**EXERCISE PROMPT:**
Which lines run from the start of the data below to the line containing "its low bits."? Set them down exactly, with none added.

**PROVIDED RECORDS:**
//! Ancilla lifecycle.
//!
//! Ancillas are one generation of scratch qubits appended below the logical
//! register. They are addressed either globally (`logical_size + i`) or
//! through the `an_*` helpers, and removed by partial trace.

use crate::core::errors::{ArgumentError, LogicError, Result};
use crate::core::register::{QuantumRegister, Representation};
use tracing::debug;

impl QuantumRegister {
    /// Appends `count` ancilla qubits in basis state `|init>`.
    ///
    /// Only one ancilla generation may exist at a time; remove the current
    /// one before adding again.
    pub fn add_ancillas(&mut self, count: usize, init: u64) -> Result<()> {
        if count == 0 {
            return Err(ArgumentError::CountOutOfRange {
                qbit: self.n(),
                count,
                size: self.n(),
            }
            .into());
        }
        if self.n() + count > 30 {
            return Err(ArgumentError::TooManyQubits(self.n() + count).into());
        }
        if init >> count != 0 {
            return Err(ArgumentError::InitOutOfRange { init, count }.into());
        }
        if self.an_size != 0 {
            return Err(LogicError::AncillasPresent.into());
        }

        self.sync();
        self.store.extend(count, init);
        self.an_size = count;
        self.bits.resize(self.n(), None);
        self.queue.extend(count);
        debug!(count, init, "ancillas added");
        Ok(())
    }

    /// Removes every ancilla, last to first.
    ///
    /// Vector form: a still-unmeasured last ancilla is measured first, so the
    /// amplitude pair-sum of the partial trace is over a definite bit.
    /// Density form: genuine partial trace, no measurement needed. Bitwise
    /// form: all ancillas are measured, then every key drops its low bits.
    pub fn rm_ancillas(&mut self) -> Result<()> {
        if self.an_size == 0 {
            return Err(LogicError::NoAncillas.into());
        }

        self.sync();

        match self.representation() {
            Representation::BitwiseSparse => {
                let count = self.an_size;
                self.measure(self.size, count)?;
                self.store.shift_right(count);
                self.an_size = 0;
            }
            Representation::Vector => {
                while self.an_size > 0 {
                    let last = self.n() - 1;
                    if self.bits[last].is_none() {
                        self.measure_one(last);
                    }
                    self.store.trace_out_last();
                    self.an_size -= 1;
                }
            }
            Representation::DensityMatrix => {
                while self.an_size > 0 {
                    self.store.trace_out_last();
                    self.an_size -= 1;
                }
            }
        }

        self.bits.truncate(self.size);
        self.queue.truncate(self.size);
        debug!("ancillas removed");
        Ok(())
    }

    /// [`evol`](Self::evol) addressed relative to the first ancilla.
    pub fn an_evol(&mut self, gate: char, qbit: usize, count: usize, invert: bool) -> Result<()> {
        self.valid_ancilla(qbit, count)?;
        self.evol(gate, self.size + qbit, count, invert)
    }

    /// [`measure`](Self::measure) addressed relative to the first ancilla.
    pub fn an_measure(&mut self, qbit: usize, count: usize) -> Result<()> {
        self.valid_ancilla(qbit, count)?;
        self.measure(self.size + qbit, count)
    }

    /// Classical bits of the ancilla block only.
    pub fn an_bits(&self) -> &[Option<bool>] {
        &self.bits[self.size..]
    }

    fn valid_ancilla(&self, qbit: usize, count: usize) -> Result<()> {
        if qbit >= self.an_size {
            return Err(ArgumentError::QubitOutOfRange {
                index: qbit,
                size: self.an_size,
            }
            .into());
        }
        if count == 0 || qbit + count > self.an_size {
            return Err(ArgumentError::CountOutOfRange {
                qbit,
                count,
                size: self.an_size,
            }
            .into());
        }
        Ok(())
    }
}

**OUTPUT BELOW:**
//! Ancilla lifecycle.
//!
//! Ancillas are one generation of scratch qubits appended below the logical
//! register. They are addressed either globally (`logical_size + i`) or
//! through the `an_*` helpers, and removed by partial trace.

use crate::core::errors::{ArgumentError, LogicError, Result};
use crate::core::register::{QuantumRegister, Representation};
use tracing::debug;

impl QuantumRegister {
    /// Appends `count` ancilla qubits in basis state `|init>`.
    ///
    /// Only one ancilla generation may exist at a time; remove the current
    /// one before adding again.
    pub fn add_ancillas(&mut self, count: usize, init: u64) -> Result<()> {
        if count == 0 {
            return Err(ArgumentError::CountOutOfRange {
                qbit: self.n(),
                count,
                size: self.n(),
            }
            .into());
        }
        if self.n() + count > 30 {
            return Err(ArgumentError::TooManyQubits(self.n() + count).into());
        }
        if init >> count != 0 {
            return Err(ArgumentError::InitOutOfRange { init, count }.into());
        }
        if self.an_size != 0 {
            return Err(LogicError::AncillasPresent.into());
        }

        self.sync();
        self.store.extend(count, init);
        self.an_size = count;
        self.bits.resize(self.n(), None);
        self.queue.extend(count);
        debug!(count, init, "ancillas added");
        Ok(())
    }

    /// Removes every ancilla, last to first.
    ///
    /// Vector form: a still-unmeasured last ancilla is measured first, so the
    /// amplitude pair-sum of the partial trace is over a definite bit.
    /// Density form: genuine partial trace, no measurement needed. Bitwise
    /// form: all ancillas are measured, then every key drops its low bits.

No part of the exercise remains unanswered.